**Extracted entries**
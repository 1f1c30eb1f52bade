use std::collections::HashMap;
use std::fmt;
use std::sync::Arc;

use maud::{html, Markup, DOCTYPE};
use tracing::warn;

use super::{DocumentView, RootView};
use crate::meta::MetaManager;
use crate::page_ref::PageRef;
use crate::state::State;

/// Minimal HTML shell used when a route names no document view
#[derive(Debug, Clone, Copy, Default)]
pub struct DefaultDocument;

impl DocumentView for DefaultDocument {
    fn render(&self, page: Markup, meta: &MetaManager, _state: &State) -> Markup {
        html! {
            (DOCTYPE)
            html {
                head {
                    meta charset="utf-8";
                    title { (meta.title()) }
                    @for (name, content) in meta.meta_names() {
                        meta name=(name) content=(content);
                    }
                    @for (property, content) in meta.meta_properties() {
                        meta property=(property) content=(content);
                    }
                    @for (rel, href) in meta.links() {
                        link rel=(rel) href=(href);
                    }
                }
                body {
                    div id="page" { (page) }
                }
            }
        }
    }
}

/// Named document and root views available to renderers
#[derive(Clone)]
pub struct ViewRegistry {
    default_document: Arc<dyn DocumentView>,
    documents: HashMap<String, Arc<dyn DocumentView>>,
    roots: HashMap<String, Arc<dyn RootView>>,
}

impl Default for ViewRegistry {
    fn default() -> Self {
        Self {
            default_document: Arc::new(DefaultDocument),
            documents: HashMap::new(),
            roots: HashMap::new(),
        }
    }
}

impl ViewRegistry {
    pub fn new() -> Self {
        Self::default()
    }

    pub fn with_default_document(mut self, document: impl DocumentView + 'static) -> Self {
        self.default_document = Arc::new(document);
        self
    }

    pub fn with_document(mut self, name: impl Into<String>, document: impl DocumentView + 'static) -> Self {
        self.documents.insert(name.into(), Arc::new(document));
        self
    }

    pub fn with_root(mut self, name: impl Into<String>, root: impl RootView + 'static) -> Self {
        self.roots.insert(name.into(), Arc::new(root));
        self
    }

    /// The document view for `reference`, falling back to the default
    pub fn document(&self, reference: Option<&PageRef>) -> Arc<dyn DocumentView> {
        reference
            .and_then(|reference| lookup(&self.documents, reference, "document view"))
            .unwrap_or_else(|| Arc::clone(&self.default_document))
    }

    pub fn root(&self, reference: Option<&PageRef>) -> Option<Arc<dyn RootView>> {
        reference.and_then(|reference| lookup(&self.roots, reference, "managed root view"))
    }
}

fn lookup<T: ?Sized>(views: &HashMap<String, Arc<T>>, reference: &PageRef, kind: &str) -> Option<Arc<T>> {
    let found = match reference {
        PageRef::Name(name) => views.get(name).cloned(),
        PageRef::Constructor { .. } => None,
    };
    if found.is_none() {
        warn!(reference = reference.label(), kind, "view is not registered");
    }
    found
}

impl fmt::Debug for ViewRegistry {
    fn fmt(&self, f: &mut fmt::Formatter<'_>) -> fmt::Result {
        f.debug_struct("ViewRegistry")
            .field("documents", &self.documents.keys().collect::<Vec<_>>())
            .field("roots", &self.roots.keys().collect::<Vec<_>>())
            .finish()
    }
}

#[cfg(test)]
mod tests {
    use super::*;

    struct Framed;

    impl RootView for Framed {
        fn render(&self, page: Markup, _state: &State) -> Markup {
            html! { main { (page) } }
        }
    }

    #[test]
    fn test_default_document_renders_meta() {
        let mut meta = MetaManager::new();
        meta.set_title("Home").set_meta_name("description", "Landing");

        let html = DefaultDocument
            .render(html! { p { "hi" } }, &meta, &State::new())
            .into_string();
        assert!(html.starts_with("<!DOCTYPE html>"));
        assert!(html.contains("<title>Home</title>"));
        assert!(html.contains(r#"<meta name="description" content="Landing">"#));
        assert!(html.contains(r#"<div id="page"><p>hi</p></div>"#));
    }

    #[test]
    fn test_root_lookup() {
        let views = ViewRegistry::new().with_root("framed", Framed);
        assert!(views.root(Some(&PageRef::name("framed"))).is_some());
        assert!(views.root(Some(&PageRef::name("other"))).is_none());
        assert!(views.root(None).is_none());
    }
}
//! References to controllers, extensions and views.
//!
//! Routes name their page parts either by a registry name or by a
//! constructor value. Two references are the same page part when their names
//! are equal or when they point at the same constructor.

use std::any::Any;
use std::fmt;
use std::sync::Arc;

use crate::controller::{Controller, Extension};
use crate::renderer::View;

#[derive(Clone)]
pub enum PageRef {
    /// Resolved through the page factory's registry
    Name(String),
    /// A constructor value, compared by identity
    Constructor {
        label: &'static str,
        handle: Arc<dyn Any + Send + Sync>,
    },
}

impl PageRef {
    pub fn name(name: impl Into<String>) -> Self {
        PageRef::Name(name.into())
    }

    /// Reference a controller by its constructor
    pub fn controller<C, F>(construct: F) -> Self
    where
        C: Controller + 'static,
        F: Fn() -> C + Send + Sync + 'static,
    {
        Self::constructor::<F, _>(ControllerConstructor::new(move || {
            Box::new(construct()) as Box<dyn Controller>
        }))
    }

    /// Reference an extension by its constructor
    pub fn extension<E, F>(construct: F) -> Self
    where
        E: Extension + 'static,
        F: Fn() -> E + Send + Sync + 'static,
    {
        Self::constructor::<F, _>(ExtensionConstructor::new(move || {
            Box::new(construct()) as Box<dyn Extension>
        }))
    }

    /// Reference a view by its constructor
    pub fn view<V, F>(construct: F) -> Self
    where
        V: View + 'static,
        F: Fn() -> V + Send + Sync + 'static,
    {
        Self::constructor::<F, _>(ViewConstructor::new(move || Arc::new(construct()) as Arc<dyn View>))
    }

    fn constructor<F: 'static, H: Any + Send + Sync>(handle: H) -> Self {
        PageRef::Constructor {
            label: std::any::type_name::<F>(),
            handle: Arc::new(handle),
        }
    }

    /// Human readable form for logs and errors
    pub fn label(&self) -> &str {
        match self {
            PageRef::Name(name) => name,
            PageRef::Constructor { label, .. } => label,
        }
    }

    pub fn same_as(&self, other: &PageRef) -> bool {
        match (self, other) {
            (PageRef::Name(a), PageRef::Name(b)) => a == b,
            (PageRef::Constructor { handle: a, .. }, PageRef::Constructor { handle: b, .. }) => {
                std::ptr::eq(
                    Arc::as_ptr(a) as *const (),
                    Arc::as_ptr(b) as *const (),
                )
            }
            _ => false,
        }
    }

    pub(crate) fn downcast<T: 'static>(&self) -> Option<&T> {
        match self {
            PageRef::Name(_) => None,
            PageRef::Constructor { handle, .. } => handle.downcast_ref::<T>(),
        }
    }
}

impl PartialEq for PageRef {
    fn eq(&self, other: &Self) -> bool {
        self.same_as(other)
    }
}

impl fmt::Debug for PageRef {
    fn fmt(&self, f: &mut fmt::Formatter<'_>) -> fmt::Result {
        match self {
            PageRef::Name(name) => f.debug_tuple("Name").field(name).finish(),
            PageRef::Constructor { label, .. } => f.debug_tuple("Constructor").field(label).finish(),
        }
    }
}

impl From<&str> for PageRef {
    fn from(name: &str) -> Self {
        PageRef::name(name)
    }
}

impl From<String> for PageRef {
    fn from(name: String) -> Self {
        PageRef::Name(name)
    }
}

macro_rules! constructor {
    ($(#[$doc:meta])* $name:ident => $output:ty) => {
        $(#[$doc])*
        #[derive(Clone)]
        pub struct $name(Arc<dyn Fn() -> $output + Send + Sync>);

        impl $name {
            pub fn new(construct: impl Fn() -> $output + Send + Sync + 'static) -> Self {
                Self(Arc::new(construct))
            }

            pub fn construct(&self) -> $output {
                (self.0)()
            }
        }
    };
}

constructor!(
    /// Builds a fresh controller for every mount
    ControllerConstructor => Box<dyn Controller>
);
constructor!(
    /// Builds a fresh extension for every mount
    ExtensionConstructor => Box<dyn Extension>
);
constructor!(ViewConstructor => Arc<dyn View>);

**Work to be completed**
A verbatim transcription is needed of the lines above, starting at the line with "PageRef::Name(name.into())" and ending at the line with "pub fn extension<E, F>(construct: F)", both included, and of nothing else.

**Solution for this task**
        PageRef::Name(name.into())
    }

    /// Reference a controller by its constructor
    pub fn controller<C, F>(construct: F) -> Self
    where
        C: Controller + 'static,
        F: Fn() -> C + Send + Sync + 'static,
    {
        Self::constructor::<F, _>(ControllerConstructor::new(move || {
            Box::new(construct()) as Box<dyn Controller>
        }))
    }

    /// Reference an extension by its constructor
    pub fn extension<E, F>(construct: F) -> Self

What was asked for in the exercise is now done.